Scripture standout: Mark 8: "8 The people ate and were satisfied. Afterward the disciples picked up seven basketfuls of broken pieces that were left over."


His Deed/The Day: I want to leave a Coke for my next door neighbor, but I'm scared to. She's a screamer and a simmering stew of venom — a Coke would do her right — although, she's more like opening a shaken up can of Coke.  I thought about sneaking across her lawn this morning and leaving an icy cold Coke by her front door — and bolting. "No way," was my smarter self reaction. Smarter self shared disturbing visions of secret cameras and booby traps and flood lights —  I contemplate a better plan.


One emerged — using Ben and Marley as Coke mules. They could shuttle cold Cokes to their teachers and coaches! Teachers are totally worthy! A much better choice than the lady next door (surely God has something different planned for that situation). This idea came to me in those last moments of clarity before sleep sets in. Coke-muling could be my ticket to deeding success. Involving the kids would put the desired distance between me and the awkwardness of shoving a Coke in someone's hand — and perhaps teach them a lesson, perhaps win them an A! How smart was I?
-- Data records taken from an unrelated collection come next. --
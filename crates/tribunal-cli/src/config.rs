//! Configuration loading for the `tribunal` binary.
//!
//! The config file is YAML deserialized straight into
//! [`tribunal_api::state::AppConfig`]; every field has a default, so an
//! empty file (or no file at all) yields a working local setup.

use std::path::{Path, PathBuf};

use anyhow::Context;
use clap::Args;

use tribunal_api::state::AppConfig;

/// Arguments for `tribunal config`.
#[derive(Args, Debug)]
pub struct ConfigArgs {
    /// Path to the YAML configuration file to check.
    pub path: PathBuf,
}

/// Load the application config from a YAML file, or defaults when absent.
pub fn load_config(path: Option<&Path>) -> anyhow::Result<AppConfig> {
    let config = match path {
        Some(path) => {
            let raw = std::fs::read_to_string(path)
                .with_context(|| format!("reading config file {}", path.display()))?;
            serde_yaml::from_str(&raw)
                .with_context(|| format!("parsing config file {}", path.display()))?
        }
        None => AppConfig::default(),
    };
    config
        .schedule_rule
        .validate()
        .map_err(|e| anyhow::anyhow!("invalid scheduling rule: {e}"))?;
    Ok(config)
}

/// `tribunal config <path>` — parse and validate, then report the outcome.
pub fn run_config(args: &ConfigArgs) -> anyhow::Result<u8> {
    let config = load_config(Some(&args.path))?;
    println!(
        "config ok: bind {}, grace {}s, reschedule window {}d",
        config.bind_addr, config.grace_seconds, config.schedule_rule.window_days
    );
    Ok(0)
}
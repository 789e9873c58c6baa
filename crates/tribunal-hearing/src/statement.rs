//! Statements posted to the hearing record.
//!
//! The record is append-only. A statement is never deleted; moderator
//! redaction hides the body while keeping the entry and its authorship in
//! the transcript. Posting rights are gated by the floor setting, which the
//! API layer checks via `Hearing::ensure_may_post` inside the same critical
//! section that serializes floor changes.

use chrono::{DateTime, Utc};
use serde::{Deserialize, Serialize};
use uuid::Uuid;

use crate::error::HearingError;
use crate::lifecycle::HearingId;
use crate::participant::ParticipantRole;
use crate::policy::MAX_STATEMENTS_PER_TYPE;

// ── Identifiers ────────────────────────────────────────────────────────

/// A unique identifier for a statement.
#[derive(Debug, Clone, PartialEq, Eq, Hash, Serialize, Deserialize)]
pub struct StatementId(Uuid);

impl StatementId {
    /// Create a new random statement identifier.
    pub fn new() -> Self {
        Self(Uuid::new_v4())
    }

    /// Create a statement identifier from an existing UUID.
    pub fn from_uuid(id: Uuid) -> Self {
        Self(id)
    }

    /// Access the underlying UUID.
    pub fn as_uuid(&self) -> &Uuid {
        &self.0
    }
}

impl Default for StatementId {
    fn default() -> Self {
        Self::new()
    }
}

impl std::fmt::Display for StatementId {
    fn fmt(&self, f: &mut std::fmt::Formatter<'_>) -> std::fmt::Result {
        write!(f, "statement:{}", self.0)
    }
}

// ── Statement type ─────────────────────────────────────────────────────

/// The kind of contribution a statement makes to the record.
#[derive(Debug, Clone, Copy, PartialEq, Eq, Hash, Serialize, Deserialize)]
pub enum StatementType {
    /// Opening position statement.
    Opening,
    /// Evidence submission or reference.
    Evidence,
    /// Response to another party's statement.
    Rebuttal,
    /// Closing argument.
    Closing,
    /// General remark outside the formal sequence.
    Comment,
}

impl StatementType {
    /// All statement types.
    pub fn all() -> [StatementType; 5] {
        [
            Self::Opening,
            Self::Evidence,
            Self::Rebuttal,
            Self::Closing,
            Self::Comment,
        ]
    }

    /// The canonical string name of this type.
    pub fn as_str(&self) -> &'static str {
        match self {
            Self::Opening => "OPENING",
            Self::Evidence => "EVIDENCE",
            Self::Rebuttal => "REBUTTAL",
            Self::Closing => "CLOSING",
            Self::Comment => "COMMENT",
        }
    }
}

impl std::fmt::Display for StatementType {
    fn fmt(&self, f: &mut std::fmt::Formatter<'_>) -> std::fmt::Result {
        write!(f, "{}", self.as_str())
    }
}

/// Check a per-author, per-type posting quota before accepting a statement.
///
/// `existing` is how many non-draft statements of this type the author has
/// already posted to the hearing (redacted ones still count, drafts do not).
///
/// # Errors
///
/// [`HearingError::StatementLimit`] when the quota is exhausted.
pub fn ensure_within_limit(
    statement_type: StatementType,
    existing: usize,
) -> Result<(), HearingError> {
    if existing >= MAX_STATEMENTS_PER_TYPE {
        return Err(HearingError::StatementLimit {
            statement_type: statement_type.as_str().to_string(),
            limit: MAX_STATEMENTS_PER_TYPE,
        });
    }
    Ok(())
}

// ── The statement ──────────────────────────────────────────────────────

/// One entry in a hearing's transcript.
#[derive(Debug, Clone, PartialEq, Serialize, Deserialize)]
pub struct Statement {
    /// Unique statement identifier.
    pub id: StatementId,
    /// The hearing this statement belongs to.
    pub hearing_id: HearingId,
    /// The posting participant.
    pub author_id: Uuid,
    /// The author's hearing role when the statement was accepted.
    pub author_role: ParticipantRole,
    /// Contribution kind.
    pub statement_type: StatementType,
    /// The statement text. Retained verbatim even after redaction.
    pub body: String,
    /// Drafts are visible only to their author and do not count against
    /// the posting quota until published.
    pub draft: bool,
    /// When the statement was accepted.
    pub posted_at: DateTime<Utc>,
    /// Whether a moderator redacted the statement.
    pub redacted: bool,
    /// Who redacted it.
    pub redacted_by: Option<Uuid>,
    /// When it was redacted.
    pub redacted_at: Option<DateTime<Utc>>,
    /// Why it was redacted. Stays visible in transcript views.
    pub redaction_reason: Option<String>,
}

impl Statement {
    /// Accept a new statement into the record.
    ///
    /// # Errors
    ///
    /// [`HearingError::InvalidValue`] for an empty body.
    pub fn post(
        hearing_id: HearingId,
        author_id: Uuid,
        author_role: ParticipantRole,
        statement_type: StatementType,
        body: &str,
        draft: bool,
        now: DateTime<Utc>,
    ) -> Result<Self, HearingError> {
        if body.trim().is_empty() {
            return Err(HearingError::InvalidValue(
                "statement body cannot be empty".to_string(),
            ));
        }
        Ok(Self {
            id: StatementId::new(),
            hearing_id,
            author_id,
            author_role,
            statement_type,
            body: body.to_string(),
            draft,
            posted_at: now,
            redacted: false,
            redacted_by: None,
            redacted_at: None,
            redaction_reason: None,
        })
    }

    /// Publish a draft, making it part of the visible record.
    ///
    /// The caller re-checks the posting quota first; a published draft counts
    /// like a fresh post.
    ///
    /// # Errors
    ///
    /// [`HearingError::NotPermitted`] when anyone but the author publishes;
    /// [`HearingError::InvalidValue`] when the statement is not a draft.
    pub fn publish(&mut self, user_id: Uuid, now: DateTime<Utc>) -> Result<(), HearingError> {
        if user_id != self.author_id {
            return Err(HearingError::NotPermitted {
                actor_id: user_id,
                action: "publish someone else's draft".to_string(),
            });
        }
        if !self.draft {
            return Err(HearingError::InvalidValue(
                "statement is not a draft".to_string(),
            ));
        }
        self.draft = false;
        self.posted_at = now;
        Ok(())
    }

    /// Redact the statement, hiding its body from transcript views.
    ///
    /// The caller verifies moderator powers before invoking this. The reason
    /// is required and remains visible where the body is not.
    ///
    /// # Errors
    ///
    /// [`HearingError::AlreadyRedacted`] on a second redaction;
    /// [`HearingError::InvalidValue`] for an empty reason.
    pub fn redact(
        &mut self,
        redacted_by: Uuid,
        reason: &str,
        now: DateTime<Utc>,
    ) -> Result<(), HearingError> {
        if reason.trim().is_empty() {
            return Err(HearingError::InvalidValue(
                "a redaction reason is required".to_string(),
            ));
        }
        if self.redacted {
            return Err(HearingError::AlreadyRedacted);
        }
        self.redacted = true;
        self.redacted_by = Some(redacted_by);
        self.redacted_at = Some(now);
        self.redaction_reason = Some(reason.to_string());
        Ok(())
    }

    /// The body as it should appear in transcript views.
    pub fn visible_body(&self) -> Option<&str> {
        if self.redacted {
            None
        } else {
            Some(&self.body)
        }
    }
}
I thought of ways I could use their Coke-muling skills for the rest of the week.


Ben and Marley, however, would have nothing to do with it. Not. A. Thing. After the befuddled grimace and "whatever mom" glare, they told me why they refused. "Mrs. Body only drinks water." Ben had a more practical excuse, "No thanks, it will get all shaken up in my lunch box." Both gave me the lemon-faced, "Why?" But the clincher was the reality of the whole ask — "the coaches and teachers want us to eat healthy. Cokes aren't healthy, Mom."


So there I was, stuck with an icy cold Coke to give away once again. After I dropped the Coke-less Wonders off at school, I went on a couple of errands — my little red friend right beside me. By the grace of God, there was a sign-waver out bright and early trying to encourage people to file their taxes. She was dressed in a Lady Liberty costume, dancing her a** off! Sweating. Perfect. I rolled down the window and handed her the Coke. She seemed genuinely glad to have it. 


Operation Coke Mule failed. But maybe Coke-deeding needs not involved a third-party.


Deedsclosure: One of the main messages with daily deeding is that you should "just do it" and not talk yourself out of every opportunity. But let me insert a caveat here. There is ONE question you should always ask yourself before deeding someone. One question only. "Is it safe?" For example, today I passed a great many construction workers on the side of the road who would have totally gotten a lift from an 8 a.m. Coke. But in all cases, it was difficult — unsafe — to stop, roll down the window and make the transaction. I see a group of male bums all the time hanging out at a local gas station. As much as I'd like to share Cokes with them, I'm not so sure the exchange would put me in the safest position. Consider my neighbor situation, it honestly would not be safe for me to approach her or traipse through her yard. Safety first. THEN, just do it.